Ein sechsjähriger Junge wurde am Sonntagmorgen bei einer Durchsuchung in der Kitzbühler Ahe in St. Johann in Tirol tot aufgefunden. Nach ersten Ermittlungsergebnissen muss das geistig behinderte Kind aus dem Bezirk Kitzbühel aus dem Kinderwagen ausgestiegen und in Ache gestürzt sein, nachdem sein 37-jähriger deutscher Vater von einem Unbekannten ausgeraubt und bewusstlos geschlagen worden war.

Nach Angaben des Landeskriminalamts Tirol wurde das Kind abgetrieben und schließlich etwa 600 Meter flussabwärts tot aufgefunden. Für heute, Montag, ordnete die Staatsanwaltschaft eine Obduktion des Jungen an. Derzeit gebe es keine Hinweise darauf, dass der unbekannte Täter Gewalt gegen ihn angewandt habe, betonte LKA-Direktorin Katya Tersh gegenüber der APA.

Die Unbekannten sind offenbar entkommen

Der Gesuchte näherte sich gegen 4 Uhr morgens im Bereich der Hauptschulbrücke von hinten dem Vater des Jungen, der mit seinem Sohn in einem Kinderwagen die Gasse entlangging, und schlug ihn dann gezielt und kräftig. mit einer Flasche auf dem Hinterkopf.
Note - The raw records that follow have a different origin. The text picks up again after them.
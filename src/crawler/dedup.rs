//! Reconciliation of freshly discovered categories with stored ones
//!
//! Categories compare by every field. Two records that share an `id` but
//! differ elsewhere both survive a merge; `conflicting_ids` reports them so
//! callers can see the upstream inconsistency instead of losing one side.

use crate::model::{Category, DepthCategoryMap};
use std::collections::{HashMap, HashSet};

/// Unions `existing` into every depth of `fresh`
///
/// Each depth of the result holds the stored categories followed by that
/// depth's fresh ones, with exact duplicates collapsed (first occurrence
/// wins). `fresh` is left untouched. Merging an already merged map with the
/// same `existing` set changes nothing.
pub fn merge(existing: &[Category], fresh: &DepthCategoryMap) -> DepthCategoryMap {
    let mut merged = DepthCategoryMap::empty(fresh.max_depth());

    for (depth, level) in fresh.iter() {
        let mut seen: HashSet<&Category> = HashSet::new();
        let union = existing
            .iter()
            .chain(level)
            .filter(|category| seen.insert(*category))
            .cloned()
            .collect();
        merged.set_level(depth, union);
    }

    merged
}

/// Ids that occur with more than one distinct set of fields, ascending
pub fn conflicting_ids(map: &DepthCategoryMap) -> Vec<i64> {
    let mut variants: HashMap<i64, HashSet<&Category>> = HashMap::new();
    for category in map.categories() {
        variants.entry(category.id).or_default().insert(category);
    }

    let mut ids: Vec<i64> = variants
        .into_iter()
        .filter(|(_, versions)| versions.len() > 1)
        .map(|(id, _)| id)
        .collect();
    ids.sort_unstable();
    ids
}

/// Categories of `merged` that still have to be written, shallowest first
///
/// Anything already in `existing` is skipped, and each value is returned
/// once even when it appears at several depths.
pub fn pending_writes(existing: &[Category], merged: &DepthCategoryMap) -> Vec<Category> {
    let mut seen: HashSet<&Category> = existing.iter().collect();
    merged
        .categories()
        .filter(|category| seen.insert(*category))
        .cloned()
        .collect()
}

/// Splits `pending` into categories whose parent is known and orphans
///
/// A parent is known when it is stored already or kept earlier in this
/// pass, so `pending` must come shallowest first. The root is always kept.
/// Orphans are leaves under a department that was pruned for lack of
/// products.
pub fn split_anchored(existing: &[Category], pending: Vec<Category>) -> (Vec<Category>, Vec<Category>) {
    let mut known: HashSet<i64> = existing.iter().map(|category| category.id).collect();
    let mut anchored = Vec::with_capacity(pending.len());
    let mut orphans = Vec::new();

    for category in pending {
        let has_parent = match category.parent_id {
            None => true,
            Some(parent) => known.contains(&parent),
        };
        if has_parent {
            known.insert(category.id);
            anchored.push(category);
        } else {
            orphans.push(category);
        }
    }

    (anchored, orphans)
}

/// Number of distinct categories across all depths
pub fn distinct_count(map: &DepthCategoryMap) -> usize {
    map.categories().collect::<HashSet<_>>().len()
}

#[cfg(test)]
mod tests {
    use super::*;
    use crate::model::RunMode;

    fn fresh_map() -> DepthCategoryMap {
        let mut fresh = DepthCategoryMap::for_mode(RunMode::Incremental, 2);
        fresh.record(1, Category::internal(1, "Food", 0));
        fresh.record(1, Category::leaf(2, "Drinks", 0));
        fresh.record(2, Category::leaf(11, "Dairy", 1));
        fresh
    }

    fn stored() -> Vec<Category> {
        vec![Category::root(), Category::leaf(2, "Drinks", 0)]
    }

    #[test]
    fn test_merge_unions_existing_into_every_depth() {
        let merged = merge(&stored(), &fresh_map());

        assert_eq!(merged.at(0), stored().as_slice());
        assert_eq!(
            merged.at(1),
            &[
                Category::root(),
                Category::leaf(2, "Drinks", 0),
                Category::internal(1, "Food", 0)
            ]
        );
        assert_eq!(
            merged.at(2),
            &[
                Category::root(),
                Category::leaf(2, "Drinks", 0),
                Category::leaf(11, "Dairy", 1)
            ]
        );
    }

    #[test]
    fn test_merge_does_not_touch_input() {
        let fresh = fresh_map();
        let before = fresh.clone();
        let _ = merge(&stored(), &fresh);
        assert_eq!(fresh, before);
    }

    #[test]
    fn test_merge_is_idempotent() {
        let existing = stored();
        let once = merge(&existing, &fresh_map());
        let twice = merge(&existing, &once);
        assert_eq!(once, twice);

        // Same inputs, same answer
        assert_eq!(merge(&existing, &fresh_map()), once);
    }

    #[test]
    fn test_merge_with_nothing_stored_is_identity() {
        let fresh = fresh_map();
        assert_eq!(merge(&[], &fresh), fresh);
    }

    #[test]
    fn test_same_id_different_fields_survives_and_is_reported() {
        let existing = vec![Category::root(), Category::leaf(2, "Drinks", 0)];
        let mut fresh = DepthCategoryMap::empty(2);
        fresh.record(1, Category::leaf(2, "Beverages", 0));

        let merged = merge(&existing, &fresh);

        let twos: Vec<_> = merged.at(1).iter().filter(|c| c.id == 2).collect();
        assert_eq!(twos.len(), 2);
        assert_eq!(conflicting_ids(&merged), vec![2]);
        assert_eq!(conflicting_ids(&merge(&existing, &fresh_map())), Vec::<i64>::new());
    }

    #[test]
    fn test_pending_writes_skip_stored_rows() {
        let existing = stored();
        let merged = merge(&existing, &fresh_map());

        let pending = pending_writes(&existing, &merged);

        assert_eq!(
            pending,
            vec![
                Category::internal(1, "Food", 0),
                Category::leaf(11, "Dairy", 1)
            ]
        );
    }

    #[test]
    fn test_pending_writes_on_full_run_include_root_first() {
        let mut fresh = DepthCategoryMap::for_mode(RunMode::Full, 2);
        fresh.record(1, Category::leaf(2, "Drinks", 0));
        let merged = merge(&[], &fresh);

        let pending = pending_writes(&[], &merged);
        assert_eq!(pending[0], Category::root());
        assert_eq!(pending.len(), 2);
    }

    #[test]
    fn test_leaf_under_pruned_department_is_orphaned() {
        // Food(1) was pruned; its empty leaf Dairy(11) still sits at depth 2
        let mut fresh = DepthCategoryMap::for_mode(RunMode::Full, 2);
        fresh.record(1, Category::leaf(2, "Drinks", 0));
        fresh.record(2, Category::leaf(11, "Dairy", 1));
        let merged = merge(&[], &fresh);

        let (anchored, orphans) = split_anchored(&[], pending_writes(&[], &merged));

        assert_eq!(
            anchored,
            vec![Category::root(), Category::leaf(2, "Drinks", 0)]
        );
        assert_eq!(orphans, vec![Category::leaf(11, "Dairy", 1)]);
    }

    #[test]
    fn test_stored_parent_anchors_new_child() {
        let existing = vec![Category::root(), Category::internal(1, "Food", 0)];
        let pending = vec![
            Category::leaf(11, "Dairy", 1),
            Category::internal(3, "Home", 0),
            Category::leaf(31, "Kitchen", 3),
        ];

        let (anchored, orphans) = split_anchored(&existing, pending.clone());

        assert_eq!(anchored, pending);
        assert!(orphans.is_empty());
    }

    #[test]
    fn test_distinct_count_ignores_repeats_across_depths() {
        let merged = merge(&stored(), &fresh_map());
        assert_eq!(merged.total(), 8);
        assert_eq!(distinct_count(&merged), 4);
    }
}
Der 37-Jährige stürzte zu Boden und blieb bewusstlos. Der Täter soll die Geldbörse und das Handy des Mannes erbeutet haben. Er flüchtete in unbekannte Richtung. Handy und Geldbörse wurden schließlich in unmittelbarer Nähe des Tatorts gefunden.

Ein Spaziergang oder eine Fahrt in den frühen Morgenstunden sei für das Vater-Sohn-Gespann nichts Ungewöhnliches, erklärte Katja Tersch, Leiterin der Tiroler Landeskriminalpolizei, gegenüber der Tiroler Tageszeitung. Das beruhigte den Jungen.
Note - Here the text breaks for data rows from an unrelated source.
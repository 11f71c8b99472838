//! Domain model for the catalog crawl
//!
//! # Components
//!
//! - `Category`: a department node, either internal or final (leaf)
//! - `Product`: an item listed directly under a final category
//! - `DepthCategoryMap`: categories discovered during one run, indexed by depth
//! - `RunMode`: whether a run starts from an empty store or extends an existing one

mod category;
mod depth_map;
mod product;

pub use category::{Category, NodeKind, ROOT_CATEGORY_ID, ROOT_CATEGORY_NAME};
pub use depth_map::DepthCategoryMap;
pub use product::Product;

use std::fmt;

/// How a run treats previously persisted data
#[derive(Debug, Clone, Copy, PartialEq, Eq, Hash)]
pub enum RunMode {
    /// Drop and recreate the schema, then seed the synthetic root category
    Full,

    /// Keep existing rows and reconcile new categories against them
    Incremental,
}

impl RunMode {
    pub fn to_db_string(&self) -> &'static str {
        match self {
            Self::Full => "full",
            Self::Incremental => "incremental",
        }
    }

    pub fn from_db_string(s: &str) -> Option<Self> {
        match s {
            "full" => Some(Self::Full),
            "incremental" => Some(Self::Incremental),
            _ => None,
        }
    }

    /// Returns true if the run starts by resetting the schema
    pub fn resets_schema(&self) -> bool {
        matches!(self, Self::Full)
    }
}

impl fmt::Display for RunMode {
    fn fmt(&self, f: &mut fmt::Formatter<'_>) -> fmt::Result {
        f.write_str(self.to_db_string())
    }
}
Die Unfallstelle © APA/Zoom Tirol

Gegen 5.20 Uhr wurde der Vater von einem Passanten bewusstlos aufgefunden. Dies informiert die Rettungskräfte. Im Zuge der Hilfeleistung erkundigte sich der Vater nach seinem Kind. Daraufhin wurde eine Suchaktion eingeleitet, an der Feuerwehr, Diensthundestreife und mehrere Polizeistreifen beteiligt waren. Eine Stunde später wurde der Sechsjährige schließlich tot aufgefunden.

Der 37-Jährige erlitt eine Verletzung, wurde medizinisch versorgt und schließlich ins St. John’s Hospital eingeliefert. Der Mann wurde auch psychologisch betreut. Bislang fehlte vom Täter jede Spur.